Steps to Create & Configure Virtual Environment :
Open a Terminal & Enter below commands -
- source ~/anaconda3/bin/activate (This path may vary based on the installation path selected for anaconda)
- conda create --name <name_of_env> python=3.11 (It will ask to install some package, select y)
- conda activate <name_of_env>
- mkdir -p ~/projects && cd ~/projects
- git clone https://github.com/avp24/Video-Streaming-Solution.git
- cd Video-Streaming-Solution
- pip install -r requirements.txt
- pip install ultralytics (This command will take some time as it will be installing all the packages w.r.t yolov8 for Class Detections on Camera Stream)

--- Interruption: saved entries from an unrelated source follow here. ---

// Copyright (C) Microsoft Corporation. All rights reserved.

#![deny(clippy::unwrap_used)]
#![deny(clippy::expect_used)]
#![deny(clippy::panic)]
#![deny(clippy::manual_assert)]

//! Exponential ElGamal over the order-`q` subgroup of `Z_p`.
//!
//! A message `m` encrypts to `(g^r, K^r * g^m)`, so ciphertexts multiply
//! component-wise to an encryption of the sum of their plaintexts. Messages
//! are small non-negative integers recovered by bounded discrete log.

use num_bigint::BigUint;
use serde::{Deserialize, Serialize};
use zeroize::{Zeroize, ZeroizeOnDrop};

use util::{
    algebra::{FieldElement, Group, GroupElement},
    csprng::Csprng,
};

use crate::{
    discrete_log::DiscreteLog,
    errors::{EgError, EgResult},
    fixed_parameters::FixedParameters,
};

/// An ElGamal secret/public key pair `(s, K = g^s)`.
///
/// Secret keys below 2 are forbidden: `s = 0` produces the unit public key
/// and `s = 1` publishes the generator as the "public" key.
#[derive(Clone, Serialize, Deserialize)]
pub struct ElGamalKeyPair {
    secret_key: FieldElement,
    public_key: GroupElement,
}

impl ElGamalKeyPair {
    /// Builds a key pair from an existing secret.
    ///
    /// Fails with [`EgError::WeakSecret`] unless `2 <= s < q`.
    pub fn from_secret(
        fixed_parameters: &FixedParameters,
        secret_key: FieldElement,
    ) -> EgResult<Self> {
        if secret_key.value() < &BigUint::from(2_u8) {
            return Err(EgError::WeakSecret);
        }
        let public_key = fixed_parameters.group().g_exp(&secret_key);
        Ok(ElGamalKeyPair {
            secret_key,
            public_key,
        })
    }

    /// Generates a fresh random key pair.
    pub fn generate(csprng: &mut Csprng, fixed_parameters: &FixedParameters) -> Self {
        loop {
            let secret_key = fixed_parameters.field().random_field_elem(csprng);
            if let Ok(keypair) = Self::from_secret(fixed_parameters, secret_key) {
                return keypair;
            }
        }
    }

    pub fn secret_key(&self) -> &FieldElement {
        &self.secret_key
    }

    pub fn public_key(&self) -> &GroupElement {
        &self.public_key
    }
}

impl Zeroize for ElGamalKeyPair {
    fn zeroize(&mut self) {
        self.secret_key.zeroize();
    }
}

impl Drop for ElGamalKeyPair {
    fn drop(&mut self) {
        self.zeroize();
    }
}

impl ZeroizeOnDrop for ElGamalKeyPair {}

impl std::fmt::Debug for ElGamalKeyPair {
    fn fmt(&self, f: &mut std::fmt::Formatter<'_>) -> std::fmt::Result {
        // The secret key never appears in debug output.
        f.debug_struct("ElGamalKeyPair")
            .field("public_key", &self.public_key)
            .finish_non_exhaustive()
    }
}

/// An ElGamal ciphertext `(pad, data) = (g^r, K^r * g^m)`.
#[derive(Clone, Debug, Serialize, Deserialize, PartialEq, Eq, Hash)]
pub struct ElGamalCiphertext {
    pub data: GroupElement,
    pub pad: GroupElement,
}

impl ElGamalCiphertext {
    /// The multiplicative identity `(1, 1)`: the accumulator for an empty
    /// homomorphic sum, an encryption of zero under the zero nonce.
    pub fn one() -> Self {
        ElGamalCiphertext {
            pad: Group::one(),
            data: Group::one(),
        }
    }

    /// Encrypts a small non-negative integer under the given public key.
    ///
    /// The nonce must be nonzero: a zero nonce publishes `g^m` in the clear.
    pub fn encrypt(
        fixed_parameters: &FixedParameters,
        public_key: &GroupElement,
        plaintext: u64,
        nonce: &FieldElement,
    ) -> EgResult<Self> {
        if nonce.is_zero() {
            return Err(EgError::BadNonce("encryption nonce is zero".to_owned()));
        }

        let field = fixed_parameters.field();
        let group = fixed_parameters.group();

        let pad = group.g_exp(nonce);
        let g_m = group.g_exp(&FieldElement::from(plaintext, field));
        let data = public_key.exp_secret(nonce, group).mul(&g_m, group);

        Ok(ElGamalCiphertext { pad, data })
    }

    /// Computes this guardian's share of the decryption, `pad^s`.
    pub fn partial_decrypt(
        &self,
        fixed_parameters: &FixedParameters,
        secret_key: &FieldElement,
    ) -> GroupElement {
        self.pad.exp_secret(secret_key, fixed_parameters.group())
    }

    /// Recovers the plaintext given the combined decryption product
    /// `M = pad^s`: computes `g^m = data * M^-1` and searches the bounded
    /// discrete log.
    pub fn decrypt_known_product(
        &self,
        fixed_parameters: &FixedParameters,
        product: &GroupElement,
        dlog: &DiscreteLog,
        ceiling: u64,
    ) -> EgResult<u64> {
        let group = fixed_parameters.group();
        let product_inv = product.inv(group).ok_or_else(|| {
            EgError::InvalidElement("decryption share has no inverse".to_owned())
        })?;
        let g_m = self.data.mul(&product_inv, group);
        dlog.find(&g_m, ceiling)
    }

    /// Decrypts with the full secret key.
    pub fn decrypt_with_secret(
        &self,
        fixed_parameters: &FixedParameters,
        secret_key: &FieldElement,
        dlog: &DiscreteLog,
        ceiling: u64,
    ) -> EgResult<u64> {
        let product = self.partial_decrypt(fixed_parameters, secret_key);
        self.decrypt_known_product(fixed_parameters, &product, dlog, ceiling)
    }

    /// Returns true iff both components are members of the order-`q`
    /// subgroup.
    pub fn is_valid(&self, group: &Group) -> bool {
        self.pad.is_valid(group) && self.data.is_valid(group)
    }
}

/// Component-wise product of ciphertexts: the encryption of the sum of
/// their plaintexts.
pub fn elgamal_add(
    fixed_parameters: &FixedParameters,
    ciphertexts: &[&ElGamalCiphertext],
) -> EgResult<ElGamalCiphertext> {
    if ciphertexts.is_empty() {
        return Err(EgError::InvariantViolation(
            "homomorphic accumulation over an empty list".to_owned(),
        ));
    }

    let group = fixed_parameters.group();
    Ok(ciphertexts
        .iter()
        .fold(ElGamalCiphertext::one(), |acc, c| ElGamalCiphertext {
            pad: acc.pad.mul(&c.pad, group),
            data: acc.data.mul(&c.data, group),
        }))
}
// Copyright (C) Microsoft Corporation. All rights reserved.

#![deny(clippy::unwrap_used)]
#![deny(clippy::expect_used)]
#![deny(clippy::panic)]
#![deny(clippy::manual_assert)]

//! Deterministic nonce derivation.
//!
//! Every encryption nonce on a ballot derives from the device-provided seed,
//! so re-encrypting with the same seed reproduces the ciphertext bit for bit.

use util::algebra::{FieldElement, ScalarField};

use crate::hash_elems;

/// A deterministic stream of field elements derived from a seed.
#[derive(Clone, Debug)]
pub struct NonceSequence {
    seed: FieldElement,
}

impl NonceSequence {
    /// Creates a sequence from a seed.
    pub fn new(seed: &FieldElement) -> Self {
        NonceSequence { seed: seed.clone() }
    }

    /// Creates a sequence whose seed is bound to an additional header,
    /// separating the streams of different consumers of the same base seed.
    pub fn new_with_header(field: &ScalarField, seed: &FieldElement, header: &str) -> Self {
        NonceSequence {
            seed: hash_elems!(field; seed, header),
        }
    }

    /// The `i`-th nonce of the stream, `H(seed, i)`.
    pub fn get(&self, field: &ScalarField, i: u64) -> FieldElement {
        hash_elems!(field; &self.seed, i)
    }
}

#[cfg(test)]
#[allow(clippy::unwrap_used)]
mod test {
    use super::*;
    use num_bigint::BigUint;

    fn toy_field() -> ScalarField {
        ScalarField::new_unchecked(BigUint::from(65537_u32))
    }

    #[test]
    fn test_deterministic() {
        let field = toy_field();
        let seed = FieldElement::from(42_u32, &field);

        let a = NonceSequence::new(&seed);
        let b = NonceSequence::new(&seed);
        assert_eq!(a.get(&field, 0), b.get(&field, 0));
        assert_eq!(a.get(&field, 7), b.get(&field, 7));
        assert_ne!(a.get(&field, 0), a.get(&field, 1));
    }

    #[test]
    fn test_headers_separate_streams() {
        let field = toy_field();
        let seed = FieldElement::from(42_u32, &field);

        let a = NonceSequence::new_with_header(&field, &seed, "selection");
        let b = NonceSequence::new_with_header(&field, &seed, "contest");
        assert_ne!(a.get(&field, 0), b.get(&field, 0));
    }
}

- Install torch & torchvision to get GPU enabled for virtual environment. pip install torch-2.4.0+cu124-cp311-cp311-linux_x86_64.whl pip install torchvision-0.19.0+cu124-cp311-cp311-linux_x86_64.whl pip install torchaudio-2.4.0+cu124-cp311-cp311-linux_x86_64.whl
- pip install websockets
Note : Environment Creation steps have to be executed once. After Virtual Environment configuration whenever a new terminal is opened enter commands -
--> source ~/anaconda3/bin/activate
--> conda activate <name_of_env> (Can use conda env list to check if multiple environments are created)
Execute Application :
- cd ~/projects/video_streaming_solution
- python main.py It will start the script and http server will start on port 8088
- Open browser and navigate to <ip_address>:8088 or 127.0.0.1:8088. You should be able to see Live Stream with Object Detection enabled. This works for multiple clients. Hence, you may open multiple browser windows/tabs to test.
For This Video Streaming Solution have used Ubuntu 22.04 as Host OS & used Webcam for verification.
Note :
a) It is recommended to check this solution on GPU enabled system as we are using Yolo based AI inference for object detection which requires GPU for better performance.
b) This solution can be used with IP camera as well. To use IP camera stream (RTSP or HTTP), In main.py replace camera = Camera(0) with camera = Camera("rtsp://:@:/").
Ex : IP camera with RTSP URL - camera = Camera("rtsp://admin:[email protected]:554/stream")
IP camera with HTTP URL - camera = Camera("http://192.168.1.10:8080/video")
Before Directly using IP camera with application verify IP camera stream is accessible on video player like VLC using the URL.